About this task: From the entries below, return only the lines starting at the one that contains "ColumnDef::new(Categories::CreatedAt)" and ending at the one that contains "ColumnDef::new(Categories::DeletedAt)", exactly as they stand.

[Recorded data]

────────────────────────────────────────

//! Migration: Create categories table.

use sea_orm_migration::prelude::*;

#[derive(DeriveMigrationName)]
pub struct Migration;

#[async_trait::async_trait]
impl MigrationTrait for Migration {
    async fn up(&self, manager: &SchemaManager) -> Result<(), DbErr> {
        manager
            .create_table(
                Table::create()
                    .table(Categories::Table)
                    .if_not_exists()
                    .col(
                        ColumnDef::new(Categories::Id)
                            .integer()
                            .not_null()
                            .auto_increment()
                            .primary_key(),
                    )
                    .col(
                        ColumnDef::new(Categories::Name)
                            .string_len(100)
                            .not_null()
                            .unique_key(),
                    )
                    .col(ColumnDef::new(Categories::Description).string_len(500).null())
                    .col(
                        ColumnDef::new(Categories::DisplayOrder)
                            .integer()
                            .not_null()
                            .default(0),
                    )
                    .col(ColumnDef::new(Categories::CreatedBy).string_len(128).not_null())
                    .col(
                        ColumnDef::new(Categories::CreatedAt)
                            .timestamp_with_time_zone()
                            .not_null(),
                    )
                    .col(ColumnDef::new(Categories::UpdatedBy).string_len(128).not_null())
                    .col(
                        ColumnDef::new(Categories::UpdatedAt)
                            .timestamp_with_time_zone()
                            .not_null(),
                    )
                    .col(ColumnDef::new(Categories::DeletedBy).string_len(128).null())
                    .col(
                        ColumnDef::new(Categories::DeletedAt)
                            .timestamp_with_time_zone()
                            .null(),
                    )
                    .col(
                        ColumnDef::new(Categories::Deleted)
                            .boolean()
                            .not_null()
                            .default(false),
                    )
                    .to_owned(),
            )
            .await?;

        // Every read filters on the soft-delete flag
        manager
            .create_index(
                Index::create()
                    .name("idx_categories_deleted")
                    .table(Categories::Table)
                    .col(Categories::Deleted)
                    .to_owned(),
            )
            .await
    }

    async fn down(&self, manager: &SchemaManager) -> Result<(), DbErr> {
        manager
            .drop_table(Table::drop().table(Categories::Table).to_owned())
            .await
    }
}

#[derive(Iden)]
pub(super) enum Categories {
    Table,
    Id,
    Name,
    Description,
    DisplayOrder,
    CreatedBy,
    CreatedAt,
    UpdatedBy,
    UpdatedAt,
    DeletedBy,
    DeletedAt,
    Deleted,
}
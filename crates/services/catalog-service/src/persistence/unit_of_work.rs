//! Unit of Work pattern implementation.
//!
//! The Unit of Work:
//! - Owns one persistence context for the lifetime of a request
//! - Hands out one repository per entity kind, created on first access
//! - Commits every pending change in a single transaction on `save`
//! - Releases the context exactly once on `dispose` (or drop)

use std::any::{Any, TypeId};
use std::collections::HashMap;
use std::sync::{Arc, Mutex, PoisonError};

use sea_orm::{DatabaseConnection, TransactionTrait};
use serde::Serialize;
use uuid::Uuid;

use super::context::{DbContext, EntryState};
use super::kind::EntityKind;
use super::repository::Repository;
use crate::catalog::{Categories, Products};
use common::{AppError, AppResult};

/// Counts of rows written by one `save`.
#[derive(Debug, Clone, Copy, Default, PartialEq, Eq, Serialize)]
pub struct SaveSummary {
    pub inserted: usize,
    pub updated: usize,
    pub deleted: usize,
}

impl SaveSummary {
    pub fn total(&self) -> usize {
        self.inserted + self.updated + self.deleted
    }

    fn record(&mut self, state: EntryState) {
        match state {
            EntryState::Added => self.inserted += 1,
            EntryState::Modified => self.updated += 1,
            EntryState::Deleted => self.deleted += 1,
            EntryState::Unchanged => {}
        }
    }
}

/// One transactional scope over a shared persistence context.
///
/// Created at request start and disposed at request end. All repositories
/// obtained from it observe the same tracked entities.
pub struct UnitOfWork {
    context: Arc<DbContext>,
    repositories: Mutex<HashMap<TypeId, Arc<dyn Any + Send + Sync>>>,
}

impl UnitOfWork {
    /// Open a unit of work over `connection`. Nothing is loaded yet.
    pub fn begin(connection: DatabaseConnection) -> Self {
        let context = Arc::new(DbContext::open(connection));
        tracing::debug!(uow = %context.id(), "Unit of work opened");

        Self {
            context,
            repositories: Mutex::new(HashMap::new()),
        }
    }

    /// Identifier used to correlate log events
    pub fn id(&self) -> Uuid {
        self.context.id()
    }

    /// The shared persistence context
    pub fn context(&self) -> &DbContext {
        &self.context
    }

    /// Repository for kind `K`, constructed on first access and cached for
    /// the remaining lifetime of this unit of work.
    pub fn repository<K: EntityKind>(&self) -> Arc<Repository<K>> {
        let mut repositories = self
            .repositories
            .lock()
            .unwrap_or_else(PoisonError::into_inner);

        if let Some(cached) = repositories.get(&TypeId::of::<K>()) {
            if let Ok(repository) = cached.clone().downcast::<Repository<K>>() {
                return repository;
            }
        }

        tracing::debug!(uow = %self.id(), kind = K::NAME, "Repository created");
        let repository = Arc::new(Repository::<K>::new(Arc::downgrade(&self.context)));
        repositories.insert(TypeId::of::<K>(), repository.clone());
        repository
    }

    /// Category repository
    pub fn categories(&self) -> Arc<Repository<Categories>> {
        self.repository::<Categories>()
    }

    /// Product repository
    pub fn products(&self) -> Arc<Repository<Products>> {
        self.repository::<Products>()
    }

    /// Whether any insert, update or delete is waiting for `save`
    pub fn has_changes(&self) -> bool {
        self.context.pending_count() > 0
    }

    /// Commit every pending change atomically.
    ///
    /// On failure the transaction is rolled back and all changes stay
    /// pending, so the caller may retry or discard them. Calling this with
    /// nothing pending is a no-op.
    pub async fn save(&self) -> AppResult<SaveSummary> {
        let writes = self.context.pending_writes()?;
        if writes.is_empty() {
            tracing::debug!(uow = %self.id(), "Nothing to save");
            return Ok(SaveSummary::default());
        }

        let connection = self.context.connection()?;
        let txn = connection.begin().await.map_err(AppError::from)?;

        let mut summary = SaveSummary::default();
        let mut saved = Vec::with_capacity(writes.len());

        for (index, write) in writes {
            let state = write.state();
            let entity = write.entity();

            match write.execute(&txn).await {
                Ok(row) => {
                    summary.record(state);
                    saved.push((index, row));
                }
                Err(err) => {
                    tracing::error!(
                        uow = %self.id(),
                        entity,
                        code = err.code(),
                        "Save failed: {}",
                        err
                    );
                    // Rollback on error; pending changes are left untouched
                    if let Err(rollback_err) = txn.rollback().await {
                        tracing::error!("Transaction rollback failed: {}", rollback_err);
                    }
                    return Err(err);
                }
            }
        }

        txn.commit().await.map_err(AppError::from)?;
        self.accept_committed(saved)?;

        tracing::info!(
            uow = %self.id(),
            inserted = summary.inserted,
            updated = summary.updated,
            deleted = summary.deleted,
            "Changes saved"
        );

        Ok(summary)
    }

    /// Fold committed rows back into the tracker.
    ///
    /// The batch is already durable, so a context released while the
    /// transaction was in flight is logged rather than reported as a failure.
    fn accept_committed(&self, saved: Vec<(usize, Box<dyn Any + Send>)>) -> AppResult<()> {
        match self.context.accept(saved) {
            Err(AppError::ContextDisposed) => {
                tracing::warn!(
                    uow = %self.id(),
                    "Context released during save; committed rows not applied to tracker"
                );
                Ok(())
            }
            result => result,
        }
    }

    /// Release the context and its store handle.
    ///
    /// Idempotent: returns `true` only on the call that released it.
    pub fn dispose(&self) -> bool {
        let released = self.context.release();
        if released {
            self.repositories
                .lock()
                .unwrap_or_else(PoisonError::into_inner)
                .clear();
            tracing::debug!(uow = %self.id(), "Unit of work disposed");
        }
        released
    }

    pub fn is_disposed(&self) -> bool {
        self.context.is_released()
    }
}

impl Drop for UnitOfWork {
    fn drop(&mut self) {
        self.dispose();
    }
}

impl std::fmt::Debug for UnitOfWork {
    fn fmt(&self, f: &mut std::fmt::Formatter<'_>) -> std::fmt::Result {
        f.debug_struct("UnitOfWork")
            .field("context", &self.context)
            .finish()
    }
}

────────────────────────────────────────

Solution to this problem:
                        ColumnDef::new(Categories::CreatedAt)
                            .timestamp_with_time_zone()
                            .not_null(),
                    )
                    .col(ColumnDef::new(Categories::UpdatedBy).string_len(128).not_null())
                    .col(
                        ColumnDef::new(Categories::UpdatedAt)
                            .timestamp_with_time_zone()
                            .not_null(),
                    )
                    .col(ColumnDef::new(Categories::DeletedBy).string_len(128).null())
                    .col(
                        ColumnDef::new(Categories::DeletedAt)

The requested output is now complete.